Decimation removes data points from a test data set. Many test data sets contain far more points than the app needs to describe the material response accurately. Therefore, including unneeded data points can lead to an unnecessarily high number of evaluations during the calibration.

Two decimation algorithms are available: uniform and log-based.

  • Uniform decimation enables you to specify the total number of points that the app retains in the data set.
  • Log-based decimation retains a greater number of points at the beginning of the selected test data and fewer points later in the set. As a result, the spacing of the points is approximately uniform when plotted logarithmically in time. This decimation type is useful for creep or strain relaxation data where it is important to retain an accurate capture of the change in strain or stress that occurs at very short time scales.

    The algorithm for log-based decimation first examines the test data series to identify the initial temporal resolution of the decimation interval and the total amount of time in the interval. Then it decimates the data, retaining the specified number of points in each decade of time in the selected decimation interval. The algorithm also caps the maximum time interval of decimation at twice the time required to decimate the data uniformly in time.

You can decimate the entire set of test data or restrict the decimation to a specific range of the data along the selected x-axis. The app does not decimate any data points outside the specified range, and it does not include the data points outside the range in the calculation of the number of points to retain. This approach enables you to focus on reducing points in particular areas of the test data set.

You can also retain reversal points in the test data, which can be useful when you decimate cyclic test data. The app defines reversal points as the points that are larger or smaller than both the preceding and following points or the points for which exactly one of the preceding or following points are equal. When you perform logarithmic decimation with the option to retain reversals, the app resets the logarithmic behavior when it encounters a reversal in the test data.

Zero Shift

Zero shift correction enables you to correct test data that does not start at the origin because of slack or a small initial preload in the test specimen. You must select two or more points from the test data that exhibit a linear relationship between stress and strain and lie on a line that is expected to pass through the data's origin. In practice, these points would be the first of several points in the test data that are not affected by an initial slack or preload of a test specimen.

The app then passes a best-fit line through the selected points and applies offsets to the time, strain, and/or volume ratio series. These changes ensure that the values are appropriate (zero for strain and time, unity for volume ratio) when the best-fit line crosses zero stress or pressure. The data points preceding the selected linear points are discarded. The app adds points on the best fit line at even intervals between the zero point and the first of the extrapolation points in a manner that approximates the spacing between the extrapolation points. This approach enables you to avoid large increments at the beginning of the shifted test data.

Smoothing

Experimental test data often contain noise in the sense that the test variable is both slowly varying and also corrupted by random noise. This noise can affect the quality of the strain energy potential that Abaqus derives. This noise is particularly problematic with the Marlow form, where a strain energy potential that exactly describes the test data that are used to calibrate the model is computed. It is less of a concern with the other forms, since smooth functions are fitted through the test data.
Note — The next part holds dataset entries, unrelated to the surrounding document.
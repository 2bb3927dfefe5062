//! Utility functions for date parsing.

pub mod date;

pub use date::{parse_date, today};
//! Immutable, composable views over a shared places cache.
//!
//! A `BelfioreConnector` pairs a shared `PlacesCache` with one set of
//! `FilterCriteria`. Narrowing operations (`active`, `from`, `by_province`,
//! `cities`, `countries`) return new connectors over the same cache, so a
//! refresh triggered through any of them is seen by all the others. A
//! derived view keeps the criteria of its ancestors in a `FilterChain` and
//! only ever holds a subset of its parent's places.

use std::collections::BTreeSet;
use std::sync::Arc;

use chrono::{DateTime, NaiveDate, Utc};
use tracing::debug;

use crate::cache::{Clock, FilteredSnapshot, PlacesCache, PlacesRetriever};
use crate::error::ConnectorError;
use crate::filter::{FilterChain, FilterCriteria};
use crate::models::{is_place_code, is_province_code, CodeMatcher, Place};
use crate::utils::today;

/// Everything a connector can be built from.
///
/// At least one of `retriever` and `places` must be set. `expires_at` and
/// `lifetime_sec` only matter together with a retriever.
#[derive(Clone, Default)]
pub struct ConnectorOptions {
    pub retriever: Option<Arc<dyn PlacesRetriever>>,
    pub places: Option<Vec<Place>>,
    pub expires_at: Option<DateTime<Utc>>,
    pub lifetime_sec: Option<u64>,
    pub code_matcher: Option<CodeMatcher>,
    pub province: Option<String>,
    pub from_date: Option<NaiveDate>,
    pub to_date: Option<NaiveDate>,
    pub clock: Option<Clock>,
}

impl ConnectorOptions {
    pub fn new() -> Self {
        Self::default()
    }

    pub fn retriever(mut self, retriever: impl PlacesRetriever + 'static) -> Self {
        self.retriever = Some(Arc::new(retriever));
        self
    }

    pub fn places(mut self, places: Vec<Place>) -> Self {
        self.places = Some(places);
        self
    }

    pub fn expires_at(mut self, expires_at: DateTime<Utc>) -> Self {
        self.expires_at = Some(expires_at);
        self
    }

    pub fn lifetime_sec(mut self, secs: u64) -> Self {
        self.lifetime_sec = Some(secs);
        self
    }

    pub fn code_matcher(mut self, matcher: CodeMatcher) -> Self {
        self.code_matcher = Some(matcher);
        self
    }

    pub fn province(mut self, province: impl Into<String>) -> Self {
        self.province = Some(province.into());
        self
    }

    pub fn from_date(mut self, date: NaiveDate) -> Self {
        self.from_date = Some(date);
        self
    }

    pub fn to_date(mut self, date: NaiveDate) -> Self {
        self.to_date = Some(date);
        self
    }

    pub fn clock(mut self, clock: Clock) -> Self {
        self.clock = Some(clock);
        self
    }

    fn criteria(&self) -> FilterCriteria {
        FilterCriteria {
            code_matcher: self.code_matcher,
            province: self.province.clone(),
            from_date: self.from_date,
            to_date: self.to_date,
        }
    }
}

impl std::fmt::Debug for ConnectorOptions {
    fn fmt(&self, f: &mut std::fmt::Formatter<'_>) -> std::fmt::Result {
        f.debug_struct("ConnectorOptions")
            .field("retriever", &self.retriever.is_some())
            .field("places", &self.places.as_ref().map(Vec::len))
            .field("expires_at", &self.expires_at)
            .field("lifetime_sec", &self.lifetime_sec)
            .field("code_matcher", &self.code_matcher)
            .field("province", &self.province)
            .field("from_date", &self.from_date)
            .field("to_date", &self.to_date)
            .finish()
    }
}

/// Handler for the cities and countries dataset.
/// Clone is cheap: the cache and the filtered snapshot are shared.
#[derive(Debug, Clone)]
pub struct BelfioreConnector {
    cache: Arc<PlacesCache>,
    criteria: FilterCriteria,
    chain: FilterChain,
    filtered: Arc<FilteredSnapshot>,
}

impl BelfioreConnector {
    /// Connector fetching places lazily from `retriever`.
    /// Any retriever or place list inside `options` is replaced by `retriever`.
    pub fn from_retriever(
        retriever: impl PlacesRetriever + 'static,
        options: ConnectorOptions,
    ) -> Result<Self, ConnectorError> {
        let options = ConnectorOptions {
            retriever: Some(Arc::new(retriever)),
            places: None,
            ..options
        };
        Self::with_options(options)
    }

    /// Connector over a fixed list of places, never refreshed.
    pub fn from_places(
        places: Vec<Place>,
        options: ConnectorOptions,
    ) -> Result<Self, ConnectorError> {
        let options = ConnectorOptions {
            retriever: None,
            places: Some(places),
            expires_at: None,
            lifetime_sec: None,
            ..options
        };
        Self::with_options(options)
    }

    /// Connector from a full options set.
    pub fn with_options(options: ConnectorOptions) -> Result<Self, ConnectorError> {
        let criteria = options.criteria();
        criteria.validate()?;

        let cache = match (options.retriever, options.places) {
            (Some(retriever), places) => PlacesCache::with_retriever(
                retriever,
                options.lifetime_sec,
                places,
                options.expires_at,
            ),
            (None, Some(places)) => PlacesCache::from_places(places),
            (None, None) => return Err(ConnectorError::MissingSource),
        };
        let cache = match options.clock {
            Some(clock) => cache.with_clock(clock),
            None => cache,
        };

        debug!(?criteria, ?cache, "Connector created");
        Ok(Self {
            cache: Arc::new(cache),
            chain: FilterChain::new(criteria.clone()),
            criteria,
            filtered: Arc::new(FilteredSnapshot::new()),
        })
    }

    /// New view over the same cache, narrowed further by `criteria`.
    fn derive(&self, criteria: FilterCriteria) -> Self {
        debug_assert!(criteria.validate().is_ok(), "derived criteria must be valid");
        Self {
            cache: Arc::clone(&self.cache),
            chain: self.chain.then(criteria.clone()),
            criteria,
            filtered: Arc::new(FilteredSnapshot::new()),
        }
    }

    /// Criteria this view was created or derived with.
    pub fn criteria(&self) -> &FilterCriteria {
        &self.criteria
    }

    /// Criteria of this view and all its ancestors.
    pub fn chain(&self) -> &FilterChain {
        &self.chain
    }

    pub fn cache(&self) -> &Arc<PlacesCache> {
        &self.cache
    }

    /// True when both connectors read from the same cache.
    pub fn shares_cache_with(&self, other: &BelfioreConnector) -> bool {
        Arc::ptr_eq(&self.cache, &other.cache)
    }

    async fn places(&self) -> Result<Arc<[Place]>, ConnectorError> {
        self.filtered.places(&self.cache, &self.chain).await
    }

    // ===== Derived views =====

    /// Places active on `date`: created on or before it and expired on or after it.
    pub fn active(&self, date: NaiveDate) -> Self {
        self.derive(FilterCriteria {
            from_date: Some(date),
            to_date: Some(date),
            ..self.criteria.clone()
        })
    }

    /// Places active today.
    pub fn active_today(&self) -> Self {
        self.active(today())
    }

    /// Places created on or before `date`, keeping any upper date bound.
    /// Places outside the parent's date window stay excluded.
    pub fn from(&self, date: NaiveDate) -> Self {
        self.derive(FilterCriteria {
            from_date: Some(date),
            ..self.criteria.clone()
        })
    }

    /// Places created on or before today, keeping any upper date bound.
    pub fn from_today(&self) -> Self {
        self.from(today())
    }

    /// Places of this view in the given province.
    /// Returns `None` unless `code` is two uppercase letters.
    /// The new criteria drop any city/country matcher.
    pub fn by_province(&self, code: &str) -> Option<Self> {
        if !is_province_code(code) {
            return None;
        }
        Some(self.derive(FilterCriteria {
            code_matcher: None,
            province: Some(code.to_string()),
            ..self.criteria.clone()
        }))
    }

    /// Cities of this view. `None` if this view is restricted to countries.
    /// The new criteria drop any province.
    pub fn cities(&self) -> Option<Self> {
        self.with_kind(CodeMatcher::City)
    }

    /// Countries only. `None` if this view is restricted to cities or to a
    /// province, since countries have no province.
    pub fn countries(&self) -> Option<Self> {
        if self.criteria.province.is_some() {
            return None;
        }
        self.with_kind(CodeMatcher::Country)
    }

    fn with_kind(&self, matcher: CodeMatcher) -> Option<Self> {
        if matches!(self.criteria.code_matcher, Some(current) if current != matcher) {
            return None;
        }
        Some(self.derive(FilterCriteria {
            code_matcher: Some(matcher),
            province: None,
            ..self.criteria.clone()
        }))
    }

    // ===== Queries =====

    /// Every place of this view, as owned copies.
    pub async fn to_vec(&self) -> Result<Vec<Place>, ConnectorError> {
        Ok(self.places().await?.to_vec())
    }

    /// Number of places in this view.
    pub async fn len(&self) -> Result<usize, ConnectorError> {
        Ok(self.places().await?.len())
    }

    pub async fn is_empty(&self) -> Result<bool, ConnectorError> {
        Ok(self.len().await? == 0)
    }

    /// Province codes present in this view, sorted and without duplicates.
    /// A view fixed to one province reports it without retrieving.
    pub async fn provinces(&self) -> Result<Vec<String>, ConnectorError> {
        let links = self.chain.links();
        if links
            .iter()
            .any(|c| c.code_matcher == Some(CodeMatcher::Country))
        {
            return Ok(Vec::new());
        }
        // Known without retrieval once a province is fixed somewhere in the chain
        let mut fixed = links.iter().filter_map(|c| c.province.as_deref());
        if let Some(province) = fixed.next() {
            if fixed.all(|other| other == province) {
                return Ok(vec![province.to_string()]);
            }
            return Ok(Vec::new());
        }

        let places = self.places().await?;
        let provinces: BTreeSet<&str> = places
            .iter()
            .filter_map(|p| p.province.as_deref())
            .filter(|p| !p.is_empty())
            .collect();
        Ok(provinces.into_iter().map(str::to_string).collect())
    }

    /// Places whose name contains `name`, ignoring case.
    /// Returns `None` for an empty search.
    pub async fn search_by_name(&self, name: &str) -> Result<Option<Vec<Place>>, ConnectorError> {
        if name.is_empty() {
            return Ok(None);
        }
        let needle = name.to_lowercase();
        let places = self.places().await?;
        Ok(Some(
            places
                .iter()
                .filter(|p| p.name.to_lowercase().contains(&needle))
                .cloned()
                .collect(),
        ))
    }

    /// First place named exactly `name`, ignoring case.
    pub async fn find_by_name(&self, name: &str) -> Result<Option<Place>, ConnectorError> {
        if name.is_empty() {
            return Ok(None);
        }
        let wanted = name.to_lowercase();
        let places = self.places().await?;
        Ok(places.iter().find(|p| p.name.to_lowercase() == wanted).cloned())
    }

    /// Place with the given Belfiore code, ignoring case.
    /// Returns `None` without querying when `code` is not a valid place code.
    pub async fn find_by_code(&self, code: &str) -> Result<Option<Place>, ConnectorError> {
        if !is_place_code(code) {
            return Ok(None);
        }
        let places = self.places().await?;
        Ok(places.iter().find(|p| p.code.eq_ignore_ascii_case(code)).cloned())
    }
}

// ============================================================================
// Tests
// ============================================================================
The app provides a smoothing technique to remove the noise from the test data based on the Savitzky-Golay method. The idea is to replace each data point by a local average of its surrounding data points, so that the level of noise can be reduced without biasing the dominant trend of the test data. You can control the following aspects of the smoothing technique:

  • The order of the fitted polynomial.
  • The number of times the app repeats the smoothing process.
  • The range of test data for which you want to apply smoothing. You can also apply smoothing to the entire data set.

Outlier Removal

When a data point is too far away from the rest of the test data, it can skew the results of a calibration. You can manually remove outliers from the test data.

Regularization

Regularization lets you resample a range of the test data, either adding or removing points. Before you regularize test data, you can flag individual points as critical points in the data set; these points are always preserved when you perform the regularization.